Inflation – Even for wealthier countries like Germany, a rising dollar can cause problems because it helps fuel already high inflation through more expensive imports. Domestic central banks have generally responded by raising interest rates, which makes credit more expensive and slows economic growth.

Rise of the ruble – The Russian ruble is the only currency in the world to make an effortless profit against the dollar this year – an unexpected result for a country under international sanctions because of the Ukraine crisis.

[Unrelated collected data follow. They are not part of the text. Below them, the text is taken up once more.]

// ==========================================
// 排班草案引擎 - 协同会话 (单商户)
// ==========================================
// 职责: 在线状态、编辑锁、并发编辑冲突检测
// 红线: 纯状态机,不做 I/O; 每次处理返回待投递的消息
// 红线: 会话只检测并报告冲突,不合并数据
// 红线: 状态可仅凭在线客户端重建,不做持久化
// ==========================================

use crate::collab::messages::{ClientMessage, ServerMessage};
use crate::config::CollaborationConfig;
use crate::domain::collaboration::{EditConflict, EditLock, LockResource, PresenceInfo};
use crate::domain::edit_action::{Actor, EditAction};
use crate::domain::types::EditorActivity;
use chrono::Utc;
use std::collections::{BTreeMap, HashMap};
use std::time::Instant;
use tracing::{debug, info};
use uuid::Uuid;

/// 会话内连接标识
pub type ConnectionId = u64;

/// 投递范围
#[derive(Debug, Clone, Copy, PartialEq, Eq)]
pub enum Audience {
    All,
    Only(ConnectionId),
    /// 除发送方以外
    Others(ConnectionId),
}

impl Audience {
    pub fn includes(&self, conn: ConnectionId) -> bool {
        match self {
            Audience::All => true,
            Audience::Only(target) => *target == conn,
            Audience::Others(sender) => *sender != conn,
        }
    }
}

#[derive(Debug, Clone, PartialEq)]
pub struct Outbound {
    pub audience: Audience,
    pub message: ServerMessage,
}

impl Outbound {
    fn all(message: ServerMessage) -> Self {
        Self {
            audience: Audience::All,
            message,
        }
    }

    fn only(conn: ConnectionId, message: ServerMessage) -> Self {
        Self {
            audience: Audience::Only(conn),
            message,
        }
    }
}

#[derive(Debug, Clone)]
struct LockEntry {
    lock: EditLock,
    connection: ConnectionId,
    expires_at: Instant,
}

#[derive(Debug, Clone)]
struct RecentEdit {
    draft_id: String,
    edit: EditAction,
    received_at: Instant,
}

// ==========================================
// CollaborationSession
// ==========================================
pub struct CollaborationSession {
    business_id: String,
    config: CollaborationConfig,
    editors: BTreeMap<ConnectionId, PresenceInfo>,
    locks: HashMap<LockResource, LockEntry>,
    recent_edits: Vec<RecentEdit>,
    conflicts: BTreeMap<String, EditConflict>,
}

impl CollaborationSession {
    pub fn new(business_id: impl Into<String>, config: CollaborationConfig) -> Self {
        Self {
            business_id: business_id.into(),
            config,
            editors: BTreeMap::new(),
            locks: HashMap::new(),
            recent_edits: Vec::new(),
            conflicts: BTreeMap::new(),
        }
    }

    pub fn business_id(&self) -> &str {
        &self.business_id
    }

    pub fn is_empty(&self) -> bool {
        self.editors.is_empty()
    }

    pub fn editor_count(&self) -> usize {
        self.editors.len()
    }

    pub fn conflicts(&self) -> impl Iterator<Item = &EditConflict> {
        self.conflicts.values()
    }

    pub fn lock_holder(&self, resource: &LockResource) -> Option<&Actor> {
        self.locks.get(resource).map(|e| &e.lock.holder)
    }

    /// 处理一条客户端消息
    pub fn handle(
        &mut self,
        conn: ConnectionId,
        message: ClientMessage,
        now: Instant,
    ) -> Vec<Outbound> {
        if let ClientMessage::Join { editor } = message {
            return self.join(conn, editor);
        }
        let Some(editor) = self.editors.get(&conn).map(|p| p.editor.clone()) else {
            return vec![Outbound::only(
                conn,
                ServerMessage::Error {
                    message: format!("连接未加入会话,忽略 {}", message.kind()),
                },
            )];
        };

        match message {
            ClientMessage::Join { .. } => Vec::new(),
            ClientMessage::Presence {
                activity,
                draft_id,
                shift_id,
            } => self.update_presence(conn, activity, draft_id, shift_id),
            ClientMessage::AcquireLock {
                request_id,
                resource,
            } => self.acquire_lock(conn, editor, request_id, resource, now),
            ClientMessage::ReleaseLock { resource } => self.release_lock(conn, &editor, &resource),
            ClientMessage::Edit { draft_id, edit } => self.relay_edit(conn, draft_id, edit, now),
            ClientMessage::ResolveConflict {
                conflict_id,
                resolution,
            } => match self.conflicts.remove(&conflict_id) {
                Some(conflict) => {
                    info!(
                        business_id = %self.business_id,
                        conflict_id = %conflict_id,
                        resolution = resolution.as_str(),
                        editor_id = %editor.actor_id,
                        "编辑冲突已裁决"
                    );
                    let rejected_edit_ids = conflict
                        .rejected_edits(resolution)
                        .into_iter()
                        .map(|e| e.edit_id.clone())
                        .collect();
                    vec![Outbound::all(ServerMessage::ConflictResolved {
                        conflict_id,
                        resolution,
                        rejected_edit_ids,
                        resolved_by: editor,
                    })]
                }
                None => vec![Outbound::only(
                    conn,
                    ServerMessage::Error {
                        message: format!("冲突不存在或已裁决: {}", conflict_id),
                    },
                )],
            },
            ClientMessage::Leave => self.disconnect(conn),
        }
    }

    /// 连接断开: 移除在线状态并释放其持有的锁 (可重复调用)
    pub fn disconnect(&mut self, conn: ConnectionId) -> Vec<Outbound> {
        let Some(presence) = self.editors.remove(&conn) else {
            return Vec::new();
        };
        let before = self.locks.len();
        self.locks.retain(|_, entry| entry.connection != conn);
        info!(
            business_id = %self.business_id,
            editor_id = %presence.editor.actor_id,
            released_locks = before - self.locks.len(),
            "编辑者离开会话"
        );

        let mut out = vec![Outbound::all(self.presence_snapshot())];
        if self.locks.len() != before {
            out.push(Outbound::all(self.lock_snapshot()));
        }
        out
    }

    // ===== 在线状态 =====

    fn join(&mut self, conn: ConnectionId, editor: Actor) -> Vec<Outbound> {
        info!(business_id = %self.business_id, editor_id = %editor.actor_id, "编辑者加入会话");
        self.editors.insert(
            conn,
            PresenceInfo {
                editor,
                activity: EditorActivity::Viewing,
                draft_id: None,
                shift_id: None,
            },
        );
        let mut out = vec![
            Outbound::all(self.presence_snapshot()),
            Outbound::only(conn, self.lock_snapshot()),
        ];
        for conflict in self.conflicts.values() {
            out.push(Outbound::only(
                conn,
                ServerMessage::ConflictDetected {
                    conflict: conflict.clone(),
                },
            ));
        }
        out
    }

    fn update_presence(
        &mut self,
        conn: ConnectionId,
        activity: EditorActivity,
        draft_id: Option<String>,
        shift_id: Option<String>,
    ) -> Vec<Outbound> {
        let Some(presence) = self.editors.get_mut(&conn) else {
            return Vec::new();
        };
        let next = PresenceInfo {
            editor: presence.editor.clone(),
            activity,
            draft_id,
            shift_id,
        };
        if *presence == next {
            return Vec::new();
        }
        *presence = next;
        vec![Outbound::all(self.presence_snapshot())]
    }

    fn presence_snapshot(&self) -> ServerMessage {
        ServerMessage::PresenceSnapshot {
            editors: self.editors.values().cloned().collect(),
        }
    }

    // ===== 编辑锁 =====

    fn acquire_lock(
        &mut self,
        conn: ConnectionId,
        editor: Actor,
        request_id: String,
        resource: LockResource,
        now: Instant,
    ) -> Vec<Outbound> {
        self.expire_locks(now);

        if let Some(entry) = self.locks.get(&resource) {
            if entry.lock.holder.actor_id != editor.actor_id {
                let holder = entry.lock.holder.clone();
                debug!(
                    business_id = %self.business_id,
                    resource = %resource,
                    holder = %holder.actor_id,
                    requester = %editor.actor_id,
                    "加锁冲突"
                );
                return vec![
                    Outbound::only(
                        conn,
                        ServerMessage::LockResult {
                            request_id,
                            granted: false,
                            holder: Some(holder.clone()),
                        },
                    ),
                    Outbound::only(conn, ServerMessage::LockConflict { resource, holder }),
                ];
            }
        }

        let expires_at = now + self.config.lock_ttl();
        self.locks.insert(
            resource.clone(),
            LockEntry {
                lock: EditLock {
                    resource,
                    holder: editor,
                    acquired_at: Utc::now(),
                },
                connection: conn,
                expires_at,
            },
        );
        vec![
            Outbound::only(
                conn,
                ServerMessage::LockResult {
                    request_id,
                    granted: true,
                    holder: None,
                },
            ),
            Outbound::all(self.lock_snapshot()),
        ]
    }

    fn release_lock(
        &mut self,
        conn: ConnectionId,
        editor: &Actor,
        resource: &LockResource,
    ) -> Vec<Outbound> {
        match self.locks.get(resource) {
            Some(entry) if entry.lock.holder.actor_id == editor.actor_id => {
                self.locks.remove(resource);
                vec![Outbound::all(self.lock_snapshot())]
            }
            Some(_) => vec![Outbound::only(
                conn,
                ServerMessage::Error {
                    message: format!("锁 {} 不属于当前编辑者", resource),
                },
            )],
            None => Vec::new(),
        }
    }

    fn expire_locks(&mut self, now: Instant) {
        let before = self.locks.len();
        self.locks.retain(|_, entry| entry.expires_at > now);
        if self.locks.len() != before {
            debug!(business_id = %self.business_id, expired = before - self.locks.len(), "锁已过期");
        }
    }

    fn lock_snapshot(&self) -> ServerMessage {
        let mut locks: Vec<EditLock> = self.locks.values().map(|e| e.lock.clone()).collect();
        locks.sort_by(|a, b| a.resource.cmp(&b.resource));
        ServerMessage::LockSnapshot { locks }
    }

    // ===== 编辑转发与冲突检测 =====

    fn relay_edit(
        &mut self,
        conn: ConnectionId,
        draft_id: String,
        edit: EditAction,
        now: Instant,
    ) -> Vec<Outbound> {
        let window = self.config.conflict_window();
        self.recent_edits
            .retain(|r| now.saturating_duration_since(r.received_at) <= window);

        let mut out = Vec::new();
        if let Some(conflict) = self.detect_conflict(&draft_id, &edit) {
            info!(
                business_id = %self.business_id,
                conflict_id = %conflict.conflict_id,
                resource = %conflict.resource,
                "检测到并发编辑冲突"
            );
            self.conflicts
                .insert(conflict.conflict_id.clone(), conflict.clone());
            out.push(Outbound::all(ServerMessage::ConflictDetected { conflict }));
        }

        self.recent_edits.push(RecentEdit {
            draft_id: draft_id.clone(),
            edit: edit.clone(),
            received_at: now,
        });
        out.insert(
            0,
            Outbound {
                audience: Audience::Others(conn),
                message: ServerMessage::EditApplied { draft_id, edit },
            },
        );
        out
    }

    /// 窗口内另一编辑者对同一班次的编辑,且当前编辑者未持有该班次锁
    fn detect_conflict(&self, draft_id: &str, edit: &EditAction) -> Option<EditConflict> {
        let touched = edit.touched_shift_ids();
        self.recent_edits.iter().find_map(|recent| {
            if recent.draft_id != draft_id || recent.edit.actor.actor_id == edit.actor.actor_id {
                return None;
            }
            let shared = recent
                .edit
                .touched_shift_ids()
                .into_iter()
                .find(|id| touched.contains(id))?;
            let resource = LockResource::shift(shared);
            let guarded = self
                .locks
                .get(&resource)
                .is_some_and(|l| l.lock.holder.actor_id == edit.actor.actor_id);
            if guarded {
                return None;
            }
            Some(EditConflict {
                conflict_id: Uuid::new_v4().to_string(),
                resource,
                edit1: recent.edit.clone(),
                edit2: edit.clone(),
                detected_at: Utc::now(),
            })
        })
    }
}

But this power – a somewhat artificial result of foreign exchange controls – is of little use to ordinary Russians. Moscow may be making tens of billions of dollars each month from energy sales to the West, but Russian households still cannot withdraw their foreign exchange savings. Many Western brands, from Adidas to H&M and Ikea, have stopped selling their products in Russia since the crisis began.

Cryptocurrency Bitcoin is being marketed as the last shield against inflation, but the world’s largest digital currency has fallen short of its promise and has lost more than half its value this year despite runaway consumer prices in large parts of the world. The legions of retail investors who were drawn to cryptocurrency during last year’s market rally have dumped it and shifted their savings to the safer US currency they saw.

Dollar Strength – If we take the price of a burger as an example, the dollar might actually be very strong and very likely to fall.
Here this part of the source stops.